Все семьдесят пять штурмовиков, мужчин и женщин, были известны ему если не лично, то по их документам. Он подбирал кандидатов на протяжении многих лет и использовал при этом всю информацию, содержащуюся в объемистых досье на террористов из архивов КГБ. Он был на самой короткой ноге с палестинцем Ахмедом Джибрилом, бывшим капитаном сирийской армии и одним из наиболее активных агентов КГБ, работающих на Ближнем Востоке.
Он придирчиво проверял личность каждого кандидата по отпечаткам пальцев и другим особым приметам, перечни которых имелись в досье из КГБ и в собранных им самим материалах. Больше всего Кадар опасался инфильтрации, излюбленной тактики израильтян: многие из них говорили на арабском, а по внешности были неотличимы от йеменцев и североафриканцев. Израильтяне часто подменяли своими людьми палестинских партизан, убитых в какой-нибудь мелкой стычке. Сделать это было нетрудно, а обнаружить обман — нелегко, так как палестинцы на Ближнем Востоке были рассеяны по разным странам. На днях Кадару удалось разоблачить одного такого шпиона. Впрочем, он мог и ошибаться, но это было неважно. Воля Кадара была в лагере непреложным законом: он исполнял здесь роли судьи, присяжных, а иногда и палача.

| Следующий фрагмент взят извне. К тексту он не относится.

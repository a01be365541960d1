use crate::aggregator::Aggregator;
use crate::errors::RefreshError;
use crate::exchanges::ExchangeRegistry;
use crate::models::AggregatedRecord;
use crate::normalize::RateNormalizer;
use crate::snapshot::{SnapshotStatus, SnapshotStore};
use chrono::Utc;
use futures_util::future::join_all;
use std::sync::Arc;
use std::sync::atomic::{AtomicBool, Ordering};
use std::time::Duration;
use tokio::task::JoinHandle;

/// Background poll loop: fetch every exchange, aggregate, publish.
pub struct RefreshScheduler {
    registry: ExchangeRegistry,
    normalizer: RateNormalizer,
    aggregator: Aggregator,
    store: SnapshotStore,
    interval: Duration,
    started: AtomicBool,
}

impl RefreshScheduler {
    pub fn new(
        registry: ExchangeRegistry,
        normalizer: RateNormalizer,
        reference_exchange: String,
        store: SnapshotStore,
        interval: Duration,
    ) -> Arc<Self> {
        let exchanges = registry.names().into_iter().map(String::from).collect();
        let aggregator = Aggregator::new(exchanges, reference_exchange, normalizer.clone());

        Arc::new(Self {
            registry,
            normalizer,
            aggregator,
            store,
            interval,
            started: AtomicBool::new(false),
        })
    }

    /// Spawns the refresh loop. Only the first call starts it; later calls
    /// return `None` so two loops never race on the store.
    pub fn start(self: &Arc<Self>) -> Option<JoinHandle<()>> {
        if self.started.swap(true, Ordering::SeqCst) {
            tracing::warn!("refresh loop already running, ignoring start");
            return None;
        }

        tracing::info!(
            "refresh loop starting: {:?} every {:?}",
            self.registry.names(),
            self.interval
        );

        let scheduler = Arc::clone(self);
        Some(tokio::spawn(async move {
            loop {
                scheduler.refresh_once().await;
                // fixed pause after each cycle, however long the cycle took
                tokio::time::sleep(scheduler.interval).await;
            }
        }))
    }

    /// Runs one cycle and publishes its outcome. The cycle runs on its own
    /// task so a panic while normalizing or aggregating surfaces as an
    /// error status instead of killing the loop.
    pub async fn refresh_once(self: &Arc<Self>) -> SnapshotStatus {
        let scheduler = Arc::clone(self);
        let cycle = tokio::spawn(async move { scheduler.run_cycle().await })
            .await
            .map_err(RefreshError::Cycle);

        let status = match cycle {
            Ok(records) if records.is_empty() => {
                tracing::warn!("refresh produced no records, keeping previous snapshot");
                self.store.mark_empty();
                SnapshotStatus::Empty
            }
            Ok(records) => {
                tracing::info!("refresh published {} records", records.len());
                metrics::gauge!("funding_snapshot_records").set(records.len() as f64);
                self.store
                    .publish(records, self.aggregator.exchanges().to_vec(), Utc::now());
                SnapshotStatus::Updated
            }
            Err(e) => {
                tracing::error!("refresh cycle failed: {e}");
                self.store.mark_error(e.to_string());
                SnapshotStatus::Error
            }
        };

        let outcome = match status {
            SnapshotStatus::Updated => "updated",
            SnapshotStatus::Empty => "empty",
            _ => "error",
        };
        metrics::counter!("funding_refresh_cycles_total", "outcome" => outcome).increment(1);

        status
    }

    /// One task per exchange, then a full barrier before aggregation. An
    /// exchange whose task panicked contributes nothing.
    pub async fn run_cycle(&self) -> Vec<AggregatedRecord> {
        let tasks: Vec<_> = self
            .registry
            .iter()
            .map(|exchange| {
                let exchange = Arc::clone(exchange);
                tokio::spawn(async move { exchange.fetch().await })
            })
            .collect();

        let results = join_all(tasks).await;
        let now_ms = Utc::now().timestamp_millis();

        let mut quotes = Vec::new();
        for (exchange, result) in self.registry.iter().zip(results) {
            let name = exchange.name();
            let raw = match result {
                Ok(raw) => raw,
                Err(e) => {
                    tracing::error!("[{name}] fetch task did not complete: {e}");
                    metrics::counter!("funding_exchange_failures_total", "exchange" => name)
                        .increment(1);
                    continue;
                }
            };

            let before = quotes.len();
            quotes.extend(
                raw.iter()
                    .filter_map(|q| self.normalizer.normalize(q, exchange.settlement(), now_ms)),
            );
            tracing::debug!("[{name}] {} quotes, {} kept", raw.len(), quotes.len() - before);
        }

        self.aggregator.aggregate(quotes)
    }
}
use super::{AppState, auth, handlers};
use crate::api::error::ApiError;
use axum::Router;
use axum::middleware;
use axum::response::{IntoResponse, Response};
use axum::routing::{get, post};
use std::any::Any;
use tower_http::catch_panic::CatchPanicLayer;
use tower_http::cors::CorsLayer;
use tower_http::trace::TraceLayer;

/// Builds and returns the full Axum router with all routes and shared state.
pub fn build(state: AppState) -> Router {
    let push = Router::new()
        .route("/api/funding/push", post(handlers::push_funding))
        .route_layer(middleware::from_fn_with_state(
            state.clone(),
            auth::require_ingest_secret,
        ));

    Router::new()
        .route("/health", get(handlers::health))
        .route("/api/funding", get(handlers::get_funding))
        .merge(push)
        .layer(CatchPanicLayer::custom(handle_panic))
        .layer(CorsLayer::permissive())
        .layer(TraceLayer::new_for_http())
        .with_state(state)
}

fn handle_panic(_err: Box<dyn Any + Send + 'static>) -> Response {
    tracing::error!("request handler panicked");
    ApiError::Internal.into_response()
}

#[cfg(test)]
mod tests {
    use super::*;
    use crate::api::auth::INGEST_SECRET_HEADER;
    use crate::models::{AggregatedRecord, ExchangeFunding};
    use crate::snapshot::SnapshotStore;
    use axum::body::{Body, to_bytes};
    use axum::http::{Request, StatusCode};
    use chrono::Utc;
    use serde_json::{Value, json};
    use std::collections::BTreeMap;
    use std::sync::Arc;
    use tower::ServiceExt;

    fn state(secret: Option<&str>) -> AppState {
        AppState {
            store: SnapshotStore::new(vec!["binance".into(), "bybit".into()]),
            reference_exchange: Arc::from("binance"),
            ingest_secret: secret.map(Arc::from),
        }
    }

    async fn body_json(response: Response) -> Value {
        let bytes = to_bytes(response.into_body(), usize::MAX).await.unwrap();
        serde_json::from_slice(&bytes).unwrap()
    }

    fn push_request(secret: Option<&str>, body: Value) -> Request<Body> {
        let mut builder = Request::builder()
            .method("POST")
            .uri("/api/funding/push")
            .header("content-type", "application/json");
        if let Some(secret) = secret {
            builder = builder.header(INGEST_SECRET_HEADER, secret);
        }
        builder.body(Body::from(body.to_string())).unwrap()
    }

    fn get_funding() -> Request<Body> {
        Request::builder()
            .uri("/api/funding")
            .body(Body::empty())
            .unwrap()
    }

    #[tokio::test]
    async fn health_is_ok() {
        let response = build(state(None))
            .oneshot(Request::builder().uri("/health").body(Body::empty()).unwrap())
            .await
            .unwrap();
        assert_eq!(response.status(), StatusCode::OK);
    }

    #[tokio::test]
    async fn serves_initializing_snapshot_before_first_cycle() {
        let response = build(state(None)).oneshot(get_funding()).await.unwrap();
        assert_eq!(response.status(), StatusCode::OK);

        let body = body_json(response).await;
        assert_eq!(body["status"], "initializing");
        assert_eq!(body["count"], 0);
        assert_eq!(body["records"], json!([]));
        assert_eq!(body["reference_exchange"], "binance");
        assert_eq!(body["exchanges"], json!(["binance", "bybit"]));
    }

    #[tokio::test]
    async fn serves_published_records_with_no_data_markers() {
        let state = state(None);
        state.store.publish(
            vec![AggregatedRecord {
                symbol: "BTC/USDT".into(),
                exchanges: BTreeMap::from([
                    (
                        "binance".to_string(),
                        ExchangeFunding {
                            rate: Some(0.0001),
                            next_funding: Some("08:00:00".into()),
                        },
                    ),
                    ("bybit".to_string(), ExchangeFunding::default()),
                ]),
            }],
            vec!["binance".into(), "bybit".into()],
            Utc::now(),
        );

        let body = body_json(build(state).oneshot(get_funding()).await.unwrap()).await;
        assert_eq!(body["status"], "updated");
        assert_eq!(body["count"], 1);

        let record = &body["records"][0];
        assert_eq!(record["symbol"], "BTC/USDT");
        assert_eq!(record["exchanges"]["binance"]["rate"], 0.0001);
        assert_eq!(record["exchanges"]["binance"]["next_funding"], "08:00:00");
        assert_eq!(record["exchanges"]["bybit"]["rate"], Value::Null);
        assert_eq!(record["exchanges"]["bybit"]["next_funding"], "N/A");
    }

    #[tokio::test]
    async fn push_is_forbidden_without_configured_secret() {
        let response = build(state(None))
            .oneshot(push_request(Some("anything"), json!({"records": []})))
            .await
            .unwrap();
        assert_eq!(response.status(), StatusCode::FORBIDDEN);
    }

    #[tokio::test]
    async fn push_with_wrong_secret_is_unauthorized() {
        let app = build(state(Some("s3cret")));

        let response = app
            .clone()
            .oneshot(push_request(Some("guess"), json!({"records": []})))
            .await
            .unwrap();
        assert_eq!(response.status(), StatusCode::UNAUTHORIZED);

        let response = app
            .oneshot(push_request(None, json!({"records": []})))
            .await
            .unwrap();
        assert_eq!(response.status(), StatusCode::UNAUTHORIZED);
        assert_eq!(body_json(response).await["error"], "unauthorized");
    }

    #[tokio::test]
    async fn authorized_push_replaces_snapshot() {
        let state = state(Some("s3cret"));
        let app = build(state.clone());

        let payload = json!({
            "generated_at": "2024-01-01T00:00:00Z",
            "records": [
                {"symbol": "ETH/USDT", "exchanges": {
                    "okx": {"rate": -0.0003, "next_funding": "N/A"},
                    "binance": {"rate": 0.0002}
                }}
            ]
        });
        let response = app
            .clone()
            .oneshot(push_request(Some("s3cret"), payload))
            .await
            .unwrap();
        assert_eq!(response.status(), StatusCode::OK);
        let ack = body_json(response).await;
        assert_eq!(ack["status"], "updated");
        assert_eq!(ack["count"], 1);

        let snap = state.store.current();
        assert_eq!(snap.exchanges, vec!["binance", "okx"]);
        assert_eq!(snap.records[0].rate("okx"), Some(-0.0003));
        assert_eq!(snap.records[0].exchanges["okx"].next_funding, None);

        let body = body_json(app.oneshot(get_funding()).await.unwrap()).await;
        assert_eq!(body["generated_at"], "2024-01-01T00:00:00Z");
        assert_eq!(body["count"], 1);
    }

    #[tokio::test]
    async fn empty_push_keeps_previous_records() {
        let state = state(Some("s3cret"));
        let app = build(state.clone());

        let first = json!({"records": [{"symbol": "BTC/USDT", "exchanges": {"binance": {"rate": 0.0001}}}]});
        app.clone()
            .oneshot(push_request(Some("s3cret"), first))
            .await
            .unwrap();

        let response = app
            .oneshot(push_request(Some("s3cret"), json!({"records": []})))
            .await
            .unwrap();
        assert_eq!(body_json(response).await["status"], "empty");

        let snap = state.store.current();
        assert_eq!(snap.len(), 1);
        assert_eq!(snap.records[0].symbol, "BTC/USDT");
    }

    #[tokio::test]
    async fn malformed_push_is_bad_request() {
        let response = build(state(Some("s3cret")))
            .oneshot(push_request(Some("s3cret"), json!({"rows": 3})))
            .await
            .unwrap();
        assert_eq!(response.status(), StatusCode::BAD_REQUEST);
    }
}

Кадар построил террористов перед собой в две шеренги, полукругом. Была ночь, и плац освещали мощные прожекторы, но сам Кадар оставался в тени. Чуть поодаль от него, на железной раме, вкопанной в землю, распростерся неясный человеческий силуэт.
На голове у Кадара был арабский головной убор из маскировочной ткани; рот и нос его закрывала повязка, а глаза были защищены темными очками. Хотя некоторым террористам и приходилось работать с ним раньше, ни один из них не знал его настоящего имени и никогда не видел его лица. Они знали его только как безликую фигуру в капюшоне, обладателя голоса, отдающего ясные и точные приказы. Роль исполнителей, как правило, отводилась другим.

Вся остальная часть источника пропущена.